Introduction

The pinewood nematode (PWN), Bursaphelenchus xylophilus(Steiner and Buhrer) Nickle (Tylenchida: Aphenlenchoididae), the causal agent of the destructive pine wilt disease, is native to North America but was introduced to Japan, South Korea, and China, where it has caused irreparable damage to forested ecosystems (Kiyohara and Tokushige 1971; Sun 1982, 2005). It is the most important invasive species in the pine forests of Asia and is listed as a quarantine pest in more than 40 countries (Rautapaa 1986; Dwinell 1997; Mota et al. 1999; Schrader and Unger 2003; Yang et al. 2003).

There is no cure for pine wilt disease once a susceptible tree becomes infested with the pinewood nematode. Management of the disease is primarily limited to preventing the introduction and spread of the nematode. The PWN is dispersed to uninfested host pines by its vectors, longhorned beetles in the genus Monochamus (Coleoptera: Cerambycidae) (Kobayashi et al. 1984; Linit 1988; Necibi and Linit 1998; Yang et al. 2003; Sun 2005). In Japan and China, Monochamus alternatus Hope is the most important vector of B. xylophilus (Kobayashi et al. 1984; Sun 2005). Mortality of pine trees caused by the propagative stage (Jn) provides oviposition resources for Monochamus (Kobayashi et al. 1984; Linit 1988). As an infested pine dies, the availability and quality of both food and moisture decline, and PWN third-stage juveniles (JIII), adapted for dispersal, are produced.
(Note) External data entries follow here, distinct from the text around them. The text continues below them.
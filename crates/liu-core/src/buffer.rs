//! 数据缓冲区.
//!
//! 元素之间传递的数据单元: 负载字节 + 时间戳 + 时长 + 标志.
//! 负载使用 `Bytes`, 克隆与切片都是引用计数操作.

use bitflags::bitflags;
use bytes::Bytes;
use std::time::Duration;

bitflags! {
    /// 缓冲区标志
    #[derive(Debug, Clone, Copy, PartialEq, Eq, Hash, Default)]
    pub struct BufferFlags: u32 {
        /// 与前一个缓冲区的时间线不连续
        const DISCONT = 1 << 0;
        /// 内容为静音/补偿数据
        const GAP = 1 << 1;
    }
}

/// 数据缓冲区
#[derive(Debug, Clone, PartialEq, Eq, Default)]
pub struct Buffer {
    /// 负载数据
    pub data: Bytes,
    /// 显示时间戳
    pub pts: Option<Duration>,
    /// 时长
    pub duration: Option<Duration>,
    /// 在上游字节流中的偏移
    pub offset: Option<u64>,
    /// 标志位
    pub flags: BufferFlags,
}

impl Buffer {
    /// 从字节创建无时间戳的缓冲区
    pub fn new(data: impl Into<Bytes>) -> Self {
        Self {
            data: data.into(),
            ..Default::default()
        }
    }

    /// 设置时间戳 (构建器风格)
    pub fn with_pts(mut self, pts: Duration) -> Self {
        self.pts = Some(pts);
        self
    }

    /// 设置时长 (构建器风格)
    pub fn with_duration(mut self, duration: Duration) -> Self {
        self.duration = Some(duration);
        self
    }

    /// 设置字节偏移 (构建器风格)
    pub fn with_offset(mut self, offset: u64) -> Self {
        self.offset = Some(offset);
        self
    }

    /// 标记为不连续 (构建器风格)
    pub fn discont(mut self) -> Self {
        self.flags.insert(BufferFlags::DISCONT);
        self
    }

    /// 负载字节数
    pub fn len(&self) -> usize {
        self.data.len()
    }

    /// 负载是否为空
    pub fn is_empty(&self) -> bool {
        self.data.is_empty()
    }

    /// 是否带有不连续标志
    pub fn is_discont(&self) -> bool {
        self.flags.contains(BufferFlags::DISCONT)
    }

    /// 设置/清除不连续标志
    pub fn set_discont(&mut self, discont: bool) {
        self.flags.set(BufferFlags::DISCONT, discont);
    }

    /// 结束时间 (pts + duration)
    pub fn end(&self) -> Option<Duration> {
        Some(self.pts? + self.duration?)
    }
}

#[cfg(test)]
mod tests {
    use super::*;

    #[test]
    fn test_构建与标志() {
        let mut buf = Buffer::new(vec![1u8, 2, 3])
            .with_pts(Duration::from_millis(10))
            .with_duration(Duration::from_millis(5))
            .discont();
        assert_eq!(buf.len(), 3);
        assert!(buf.is_discont());
        assert_eq!(buf.end(), Some(Duration::from_millis(15)));
        buf.set_discont(false);
        assert!(!buf.is_discont());
    }

    #[test]
    fn test_缺失时间戳无结束时间() {
        let buf = Buffer::new(Bytes::new()).with_duration(Duration::from_millis(5));
        assert!(buf.is_empty());
        assert_eq!(buf.end(), None);
    }
}
#[cfg(test)]
mod tests {
    use super::*;
    use crate::mpegaudio::backend::SilenceDecoder;
    use liu_codec::{AudioDecoder, Output};
    use liu_core::{Event, Segment};

    const HDR_128K: [u8; 4] = [0xFF, 0xFB, 0x90, 0x00];
    /// 1152 / 44100 秒
    const FRAME_NS: u64 = 26_122_448;

    fn frames(n: usize) -> Vec<u8> {
        let mut out = Vec::new();
        for _ in 0..n {
            let mut f = vec![0u8; 417];
            f[..4].copy_from_slice(&HDR_128K);
            out.extend(f);
        }
        out
    }

    fn xing_frame(total_frames: u32, total_bytes: u32) -> Vec<u8> {
        let mut f = frames(1);
        f[36..40].copy_from_slice(b"Xing");
        f[40..44].copy_from_slice(&3u32.to_be_bytes());
        f[44..48].copy_from_slice(&total_frames.to_be_bytes());
        f[48..52].copy_from_slice(&total_bytes.to_be_bytes());
        f
    }

    fn decoder(settings: MpegAudioSettings) -> AudioDecoder<MpegAudioDecoder> {
        let dec = AudioDecoder::new(MpegAudioDecoder::with_backend(
            settings,
            Box::new(SilenceDecoder),
        ));
        dec.set_caps(Caps::new(MEDIA_TYPE)).unwrap();
        dec
    }

    fn buffers(outputs: &[Output]) -> Vec<&Buffer> {
        outputs.iter().filter_map(Output::as_buffer).collect()
    }

    #[test]
    fn test_cbr_流逐帧解码() {
        let dec = decoder(MpegAudioSettings::default());
        dec.push_buffer(Buffer::new(frames(10)).with_pts(Duration::ZERO))
            .unwrap();
        dec.send_event(Event::Eos).unwrap();
        let out = dec.take_outputs();

        assert!(matches!(out[0], Output::Event(Event::Caps(_))));
        let tags = out.iter().find_map(|o| match o {
            Output::Event(Event::Tags(t)) => Some(t),
            _ => None,
        });
        let tags = tags.unwrap();
        assert_eq!(tags.codec.as_deref(), Some("MPEG-1 Layer 3 (MP3)"));
        assert_eq!(tags.nominal_bitrate_kbps, Some(128));
        assert_eq!(tags.channel_mode.as_deref(), Some("stereo"));

        let bufs = buffers(&out);
        assert_eq!(bufs.len(), 10);
        for (i, b) in bufs.iter().enumerate() {
            assert_eq!(b.len(), 1152 * 2 * 2);
            let pts = b.pts.unwrap();
            let expected = Duration::from_nanos(FRAME_NS * i as u64);
            assert!(clock::abs_diff(pts, expected) < Duration::from_micros(1));
        }
        assert!(bufs[0].is_discont());
        assert!(!bufs[1].is_discont());
        assert_eq!(dec.samples_out(), 11_520);
    }

    #[test]
    fn test_垃圾数据后同步() {
        let dec = decoder(MpegAudioSettings::default());
        let mut data = vec![0x00, 0xFF, 0x13, 0x37, 0xFF];
        data.extend(frames(5));
        dec.push_buffer(Buffer::new(data)).unwrap();
        dec.send_event(Event::Eos).unwrap();
        assert_eq!(buffers(&dec.take_outputs()).len(), 5);
    }

    #[test]
    fn test_xing_帧被丢弃并给出时长() {
        let dec = decoder(MpegAudioSettings::default());
        let mut data = xing_frame(8, 417 * 9);
        data.extend(frames(8));
        dec.push_buffer(Buffer::new(data).with_pts(Duration::ZERO))
            .unwrap();
        dec.send_event(Event::Eos).unwrap();
        let out = dec.take_outputs();

        let bufs = buffers(&out);
        assert_eq!(bufs.len(), 8);
        assert_eq!(bufs[0].pts, Some(Duration::ZERO));
        assert!(
            out.iter()
                .any(|o| matches!(o, Output::Event(Event::DurationChanged)))
        );

        let duration = dec.with_impl(|d| d.duration()).unwrap();
        // 8 * 1152 / 44100
        assert_eq!(duration, Duration::from_nanos(208_979_591));
        let kind = dec.with_impl(|d| d.vbr_info().map(|v| v.kind));
        assert_eq!(kind, Some(vbr::VbrKind::Xing));
    }

    #[test]
    fn test_保留_vbr_头所在帧() {
        let settings = MpegAudioSettings {
            drop_vbr_header_frame: false,
            ..Default::default()
        };
        let dec = decoder(settings);
        let mut data = xing_frame(8, 417 * 9);
        data.extend(frames(8));
        dec.push_buffer(Buffer::new(data)).unwrap();
        dec.send_event(Event::Eos).unwrap();
        assert_eq!(buffers(&dec.take_outputs()).len(), 9);
    }

    #[test]
    fn test_跳过开头帧() {
        let settings = MpegAudioSettings {
            skip_initial_frames: 3,
            ..Default::default()
        };
        let dec = decoder(settings);
        dec.push_buffer(Buffer::new(frames(6)).with_pts(Duration::ZERO))
            .unwrap();
        dec.send_event(Event::Eos).unwrap();
        let out = dec.take_outputs();
        let bufs = buffers(&out);
        assert_eq!(bufs.len(), 3);
        assert_eq!(dec.with_impl(MpegAudioDecoder::frames), 6);
    }

    #[test]
    fn test_拒绝非_mpeg_输入() {
        let dec = AudioDecoder::new(MpegAudioDecoder::with_backend(
            MpegAudioSettings::default(),
            Box::new(SilenceDecoder),
        ));
        let err = dec.set_caps(Caps::new("audio/x-flac")).unwrap_err();
        assert!(matches!(err, LiuError::NotNegotiated(_)));
    }

    #[test]
    fn test_cbr_字节时间换算() {
        let dec = decoder(MpegAudioSettings::default());
        dec.push_buffer(Buffer::new(frames(4)).with_offset(0))
            .unwrap();
        // 128 kbps: 16000 字节 = 1 秒
        let t = dec.with_impl(|d| d.convert(Format::Bytes, 16_000, Format::Time));
        assert_eq!(t, Some(SECOND));
        let b = dec.with_impl(|d| d.convert(Format::Time, 2 * SECOND, Format::Bytes));
        assert_eq!(b, Some(32_000));
        let p = dec.with_impl(|d| d.seek_point(Duration::from_secs(1), false));
        assert_eq!(p.map(|p| p.byte), Some(16_000));
    }

    #[test]
    fn test_丢包补偿长度有上限() {
        let dec = decoder(MpegAudioSettings::default());
        dec.set_plc(true);
        dec.send_event(Event::Segment {
            update: false,
            segment: Segment::new(Format::Time),
        })
        .unwrap();
        dec.push_buffer(Buffer::new(frames(3)).with_pts(Duration::ZERO))
            .unwrap();
        dec.send_event(Event::Eos).unwrap();
        dec.take_outputs();

        // 段更新跳过一小时
        let mut next = Segment::new(Format::Time);
        next.start = 3600 * SECOND;
        dec.send_event(Event::Segment {
            update: true,
            segment: next,
        })
        .unwrap();
        let out = dec.take_outputs();
        let bufs = buffers(&out);
        assert_eq!(bufs.len(), 1);
        assert_eq!(bufs[0].len(), 44_100 * 2 * 2);
        assert_eq!(dec.samples_out(), 3 * 1152 + 44_100);
    }

    #[test]
    fn test_比特率统计() {
        let mut s = BitrateStats::default();
        assert_eq!(s.add(128_000), Some(128));
        assert_eq!(s.add(128_000), None);
        // 平均 (128 + 128 + 320) / 3 = 192
        assert_eq!(s.add(320_000), Some(192));
        assert_eq!(s.average(), Some(192_000));
    }
}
These JIII aggregate in Monochamus pupal chambers as the chambers are formed in the outer xylem by mature Monochamus larvae (Mamiya 1972; Linit 1988). In synchrony with beetle eclosion, PWN (JIII) molt to the dauer larval stage (JIV) and enter the tracheae of the beetle to be carried to other pine trees (Linit 1988; Necibi and Linit 1998; Yang et al. 2003). The species of Pinus attacked, as well as the Monochamus spp. utilized as vectors by PWN across its native and invasive ranges, differ (Dwinell 1997; Sousa et al. 2001; Yang et al. 2003). To date, the chemical ecology of B. xylophilus in the areas it has invaded has not been studied in detail.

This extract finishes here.